■ **EXERCISE OBJECTIVE**
Your answer should be every line from the records that contains "Hasher".
╭─ SOURCE MATERIAL
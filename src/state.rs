//! # World State
//!
//! A [`WorldState`] is an immutable snapshot of a blocks-and-floors world:
//! which surface every object rests on (`support`) and which surfaces have
//! nothing resting on them (`clear`). Each state also carries the shared
//! [`Domain`] and the goal it is being planned towards.
//!
//! States are values. Applying an [`Action`] never mutates the receiver;
//! it produces a fresh state, or nothing when the action is inconsistent
//! with the snapshot.
//!
//! ## Equality
//!
//! Two states are equal when their `support` and `clear` tables hold the
//! same entries. The goal and the domain are not part of equality, so the
//! same physical arrangement planned towards two different goals
//! deduplicates to one state. Hashing follows the same rule and does not
//! depend on the internal iteration order of either table.
//!
//! ```
//! use std::collections::HashMap;
//! use std::sync::Arc;
//! use stackplan::{Domain, WorldState};
//!
//! let domain = Arc::new(
//!     Domain::builder()
//!         .objects(["A", "B"])
//!         .locations(["Floor1", "Floor2"])
//!         .connect("Floor1", "Floor2")
//!         .allow("A", ["B", "Floor1", "Floor2"])
//!         .allow("B", ["Floor1", "Floor2"])
//!         .build()
//!         .unwrap(),
//! );
//!
//! let support = HashMap::from([
//!     ("A".to_string(), "B".to_string()),
//!     ("B".to_string(), "Floor1".to_string()),
//! ]);
//! let goal = HashMap::from([("A".to_string(), "Floor2".to_string())]);
//!
//! let state = WorldState::from_support(support, domain, goal).unwrap();
//! assert!(state.is_clear("A"));
//! assert!(!state.is_clear("B"));
//! assert!(!state.is_goal());
//!
//! let moves: Vec<String> = state
//!     .legal_actions()
//!     .unwrap()
//!     .iter()
//!     .map(|a| a.to_string())
//!     .collect();
//! assert_eq!(moves, ["move(A, B, Floor2)"]);
//! ```

use crate::{Action, Domain, PlanError, Result};
use std::collections::{HashMap, HashSet};
use std::fmt;
use std::hash::{Hash, Hasher};
use std::sync::Arc;

/// Required surface for each constrained object. Objects without an entry
/// may end up anywhere.
pub type Goal = HashMap<String, String>;

/// Immutable snapshot of what rests on what.
#[derive(Clone)]
pub struct WorldState {
    support: HashMap<String, String>,
    clear: HashMap<String, bool>,
    domain: Arc<Domain>,
    goal: Arc<Goal>,
}

impl WorldState {
    /// Creates a validated state from explicit `support` and `clear` tables.
    ///
    /// # Errors
    ///
    /// Returns [`PlanError::InvalidState`] if an object is missing from
    /// `support`, a table references an unknown surface, the support relation
    /// contains a cycle, `clear` misses an entry, a `clear` flag disagrees
    /// with `support`, or the goal references unknown names.
    pub fn new(
        support: HashMap<String, String>,
        clear: HashMap<String, bool>,
        domain: Arc<Domain>,
        goal: Goal,
    ) -> Result<Self> {
        let state = Self {
            support,
            clear,
            domain,
            goal: Arc::new(goal),
        };
        state.validate()?;
        Ok(state)
    }

    /// Creates a validated state, deriving every `clear` flag from `support`.
    ///
    /// # Errors
    ///
    /// Same as [`WorldState::new`], except that `clear` can no longer
    /// disagree with `support`.
    pub fn from_support(
        support: HashMap<String, String>,
        domain: Arc<Domain>,
        goal: Goal,
    ) -> Result<Self> {
        let occupied: HashSet<&str> = support.values().map(String::as_str).collect();
        let clear = domain
            .surfaces()
            .map(|s| (s.clone(), !occupied.contains(s.as_str())))
            .collect();
        Self::new(support, clear, domain, goal)
    }

    /// Returns the same physical arrangement planned towards another goal.
    ///
    /// # Errors
    ///
    /// Returns [`PlanError::InvalidState`] if the goal references unknown
    /// names.
    pub fn with_goal(&self, goal: Goal) -> Result<Self> {
        let state = Self {
            support: self.support.clone(),
            clear: self.clear.clone(),
            domain: Arc::clone(&self.domain),
            goal: Arc::new(goal),
        };
        state.validate_goal()?;
        Ok(state)
    }

    fn validate(&self) -> Result<()> {
        let domain = &self.domain;

        for object in domain.objects() {
            let surface = self.support.get(object).ok_or_else(|| {
                PlanError::InvalidState(format!("object `{}` has no support entry", object))
            })?;
            if surface == object {
                return Err(PlanError::InvalidState(format!(
                    "object `{}` rests on itself",
                    object
                )));
            }
        }
        for (object, surface) in &self.support {
            if !domain.is_object(object) {
                return Err(PlanError::InvalidState(format!(
                    "support entry for unknown object `{}`",
                    object
                )));
            }
            if !domain.is_surface(surface) {
                return Err(PlanError::InvalidState(format!(
                    "object `{}` rests on unknown surface `{}`",
                    object, surface
                )));
            }
        }

        for object in domain.objects() {
            if self.underlying_location(object).is_err() {
                return Err(PlanError::InvalidState(format!(
                    "object `{}` is part of a support cycle",
                    object
                )));
            }
        }

        for surface in domain.surfaces() {
            let flag = self.clear.get(surface).ok_or_else(|| {
                PlanError::InvalidState(format!("surface `{}` has no clear entry", surface))
            })?;
            let occupied = self.support.values().any(|s| s == surface);
            if *flag == occupied {
                return Err(PlanError::InvalidState(format!(
                    "clear flag of `{}` is {} but it {} occupied",
                    surface,
                    flag,
                    if occupied { "is" } else { "is not" }
                )));
            }
        }
        if let Some(unknown) = self.clear.keys().find(|k| !domain.is_surface(k)) {
            return Err(PlanError::InvalidState(format!(
                "clear entry for unknown surface `{}`",
                unknown
            )));
        }

        self.validate_goal()
    }

    fn validate_goal(&self) -> Result<()> {
        for (object, surface) in self.goal.iter() {
            if !self.domain.is_object(object) {
                return Err(PlanError::InvalidState(format!(
                    "goal references unknown object `{}`",
                    object
                )));
            }
            if !self.domain.is_surface(surface) {
                return Err(PlanError::InvalidState(format!(
                    "goal places `{}` on unknown surface `{}`",
                    object, surface
                )));
            }
        }
        Ok(())
    }

    pub fn domain(&self) -> &Arc<Domain> {
        &self.domain
    }

    pub fn goal(&self) -> &Goal {
        &self.goal
    }

    pub fn support(&self) -> &HashMap<String, String> {
        &self.support
    }

    pub fn clear(&self) -> &HashMap<String, bool> {
        &self.clear
    }

    /// The surface `object` currently rests on.
    pub fn support_of(&self, object: &str) -> Option<&str> {
        self.support.get(object).map(String::as_str)
    }

    /// Whether nothing rests on `surface`. Unknown surfaces are never clear.
    pub fn is_clear(&self, surface: &str) -> bool {
        self.clear.get(surface).copied().unwrap_or(false)
    }

    /// True when every goal entry holds. Objects absent from the goal are
    /// unconstrained.
    pub fn is_goal(&self) -> bool {
        self.goal_mismatches() == 0
    }

    /// Number of goal entries whose object does not rest on the required
    /// surface.
    pub fn goal_mismatches(&self) -> usize {
        self.goal
            .iter()
            .filter(|(object, surface)| self.support_of(object) != Some(surface.as_str()))
            .count()
    }

    /// Follows `support` down from `surface` until a location is reached.
    ///
    /// # Errors
    ///
    /// Returns [`PlanError::MalformedState`] if no location is reached within
    /// `|objects| + 1` steps or an object on the way has no support.
    pub fn underlying_location<'a>(&'a self, surface: &'a str) -> Result<&'a str> {
        let mut current = surface;
        for _ in 0..=self.domain.objects().len() {
            if self.domain.is_location(current) {
                return Ok(current);
            }
            current = self.support_of(current).ok_or_else(|| {
                PlanError::MalformedState(format!("surface `{}` has no support", current))
            })?;
        }
        Err(PlanError::MalformedState(format!(
            "no location found under `{}`; the support relation has a cycle",
            surface
        )))
    }

    fn resting_on(&self, object: &str) -> Result<&str> {
        self.support_of(object).ok_or_else(|| {
            PlanError::MalformedState(format!("object `{}` has no support", object))
        })
    }

    /// Enumerates every legal move in this state.
    ///
    /// For each clear object, in domain order, moves onto clear permitted
    /// locations are listed first, followed by moves onto clear permitted
    /// objects. A destination qualifies only if its underlying location is
    /// the same as, or adjacent to, the location under the moving object.
    ///
    /// # Errors
    ///
    /// Returns [`PlanError::MalformedState`] if location resolution fails.
    pub fn legal_actions(&self) -> Result<Vec<Action>> {
        let domain = &self.domain;
        let mut actions = Vec::new();

        for object in domain.objects() {
            if !self.is_clear(object) {
                continue;
            }
            let from = self.resting_on(object)?;
            let from_location = self.underlying_location(from)?;

            for floor in domain.locations() {
                if floor != from
                    && self.is_clear(floor)
                    && domain.allows(object, floor)
                    && domain.is_adjacent(from_location, floor)
                {
                    actions.push(Action::new(object.as_str(), from, floor.as_str()));
                }
            }

            for target in domain.objects() {
                if target == object || !self.is_clear(target) || !domain.allows(object, target) {
                    continue;
                }
                if domain.is_adjacent(from_location, self.underlying_location(target)?) {
                    actions.push(Action::new(object.as_str(), from, target.as_str()));
                }
            }
        }

        Ok(actions)
    }

    /// Applies `action`, returning the resulting state.
    ///
    /// Returns `Ok(None)` when the action is inconsistent with this state:
    /// the object is unknown or not clear, it does not rest on the claimed
    /// source, the destination is unknown, occupied or not permitted, or the
    /// two positions are not adjacent. The receiver is never modified.
    ///
    /// # Errors
    ///
    /// Returns [`PlanError::MalformedState`] if location resolution fails.
    pub fn apply(&self, action: &Action) -> Result<Option<WorldState>> {
        let domain = &self.domain;
        let (object, source, destination) = (
            action.object.as_str(),
            action.source.as_str(),
            action.destination.as_str(),
        );

        if self.support_of(object) != Some(source) || !self.is_clear(object) {
            return Ok(None);
        }
        if destination == object
            || !domain.is_surface(destination)
            || !self.is_clear(destination)
            || !domain.allows(object, destination)
        {
            return Ok(None);
        }
        let from_location = self.underlying_location(source)?;
        let to_location = self.underlying_location(destination)?;
        if !domain.is_adjacent(from_location, to_location) {
            return Ok(None);
        }

        let mut support = self.support.clone();
        support.insert(object.to_string(), destination.to_string());
        let source_clear = !support.values().any(|s| s == source);

        let mut clear = self.clear.clone();
        clear.insert(object.to_string(), true);
        clear.insert(destination.to_string(), false);
        clear.insert(source.to_string(), source_clear);

        Ok(Some(Self {
            support,
            clear,
            domain: Arc::clone(&self.domain),
            goal: Arc::clone(&self.goal),
        }))
    }

    /// Every legal action paired with the state it leads to.
    ///
    /// # Errors
    ///
    /// Returns [`PlanError::MalformedState`] if location resolution fails.
    pub fn successors(&self) -> Result<Vec<(Action, WorldState)>> {
        let mut successors = Vec::new();
        for action in self.legal_actions()? {
            match self.apply(&action)? {
                Some(next) => successors.push((action, next)),
                None => log::warn!("generated action {} was rejected on apply", action),
            }
        }
        Ok(successors)
    }
}

impl PartialEq for WorldState {
    fn eq(&self, other: &Self) -> bool {
        self.support == other.support && self.clear == other.clear
    }
}

impl Eq for WorldState {}

impl Hash for WorldState {
    fn hash<H: Hasher>(&self, state: &mut H) {
        let mut support: Vec<_> = self.support.iter().collect();
        support.sort();
        for (object, surface) in support {
            object.hash(state);
            surface.hash(state);
        }

        let mut clear: Vec<_> = self.clear.iter().collect();
        clear.sort();
        for (surface, flag) in clear {
            surface.hash(state);
            flag.hash(state);
        }
    }
}

impl fmt::Debug for WorldState {
    fn fmt(&self, f: &mut fmt::Formatter<'_>) -> fmt::Result {
        let mut support: Vec<_> = self.support.iter().collect();
        support.sort();
        let mut clear: Vec<_> = self
            .clear
            .iter()
            .filter(|(_, c)| **c)
            .map(|(s, _)| s)
            .collect();
        clear.sort();
        f.debug_struct("WorldState")
            .field("support", &support)
            .field("clear", &clear)
            .finish()
    }
}
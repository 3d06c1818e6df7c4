//! # Planner Module
//!
//! The planner is the entry point for turning an initial [`WorldState`]
//! into a sequence of [`Action`]s that reaches its goal. It owns a single
//! boxed [`SearchAlgorithm`] and is stateless between calls: planning the
//! same state twice yields the same outcome.
//!
//! Two strategies ship with the crate:
//!
//! - [`Planner::breadth_first`] always returns a plan with the fewest
//!   actions and serves as the reference for optimal plan length.
//! - [`Planner::best_first`] orders the frontier by moves taken plus the
//!   number of unsatisfied goal entries. It usually expands fewer states,
//!   but its plans are not guaranteed to be the shortest.
//!
//! ## Basic Usage
//!
//! ```
//! use std::collections::HashMap;
//! use std::sync::Arc;
//! use stackplan::{Domain, Planner, WorldState};
//!
//! let domain = Domain::builder()
//!     .objects(["A", "B"])
//!     .locations(["Floor1", "Floor2"])
//!     .connect("Floor1", "Floor2")
//!     .allow("A", ["B", "Floor1", "Floor2"])
//!     .allow("B", ["Floor1", "Floor2"])
//!     .build()
//!     .unwrap();
//!
//! let support = HashMap::from([
//!     ("A".to_string(), "Floor1".to_string()),
//!     ("B".to_string(), "Floor2".to_string()),
//! ]);
//! let goal = HashMap::from([("A".to_string(), "B".to_string())]);
//! let initial = WorldState::from_support(support, Arc::new(domain), goal).unwrap();
//!
//! let outcome = Planner::breadth_first().plan(&initial).unwrap();
//! let plan = outcome.plan.unwrap();
//! assert_eq!(plan.len(), 1);
//! assert_eq!(plan[0].to_string(), "move(A, Floor1, B)");
//!
//! let end = stackplan::replay(&initial, &plan).unwrap();
//! assert!(end.is_goal());
//! ```

use crate::search::{BestFirstSearch, BreadthFirstSearch, SearchAlgorithm, SearchOutcome};
use crate::{Action, PlanError, Result, WorldState};

/// Finds plans using a configurable search strategy.
pub struct Planner {
    search_algorithm: Box<dyn SearchAlgorithm + Send + Sync>,
}

impl Planner {
    /// Creates a planner backed by [`BreadthFirstSearch`].
    pub fn breadth_first() -> Self {
        Self::with_search_algorithm(Box::new(BreadthFirstSearch::new()))
    }

    /// Creates a planner backed by [`BestFirstSearch`] with the misplaced
    /// objects heuristic.
    pub fn best_first() -> Self {
        Self::with_search_algorithm(Box::new(BestFirstSearch::default()))
    }

    /// Creates a planner with a custom search algorithm.
    ///
    /// ```
    /// use stackplan::{BestFirstSearch, Planner, SearchLimits, ZeroHeuristic};
    ///
    /// let search = BestFirstSearch::new(Box::new(ZeroHeuristic))
    ///     .with_limits(SearchLimits::default().with_max_expansions(10_000));
    /// let planner = Planner::with_search_algorithm(Box::new(search));
    /// ```
    pub fn with_search_algorithm(search_algorithm: Box<dyn SearchAlgorithm + Send + Sync>) -> Self {
        Self { search_algorithm }
    }

    /// Searches for a plan from `initial` to a state satisfying its goal.
    ///
    /// # Errors
    ///
    /// Returns [`PlanError::MalformedState`] if the search meets a corrupted
    /// state, or [`PlanError::ExpansionLimit`] if the search algorithm was
    /// given a limit and reached it. An unreachable goal is reported as an
    /// outcome without a plan.
    pub fn plan(&self, initial: &WorldState) -> Result<SearchOutcome> {
        self.search_algorithm.search(initial)
    }
}

impl Default for Planner {
    fn default() -> Self {
        Self::best_first()
    }
}

/// Applies `plan` to `initial` in order and returns the final state.
///
/// # Errors
///
/// Returns [`PlanError::ActionRejected`] naming the first action the
/// current state refuses.
pub fn replay(initial: &WorldState, plan: &[Action]) -> Result<WorldState> {
    let mut state = initial.clone();
    for (step, action) in plan.iter().enumerate() {
        state = state.apply(action)?.ok_or_else(|| {
            PlanError::ActionRejected(format!("step {}: {}", step + 1, action))
        })?;
    }
    Ok(state)
}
╰─
■ **SOLUTION TO THE EXERCISE**
use std::hash::{Hash, Hasher};
    fn hash<H: Hasher>(&self, state: &mut H) {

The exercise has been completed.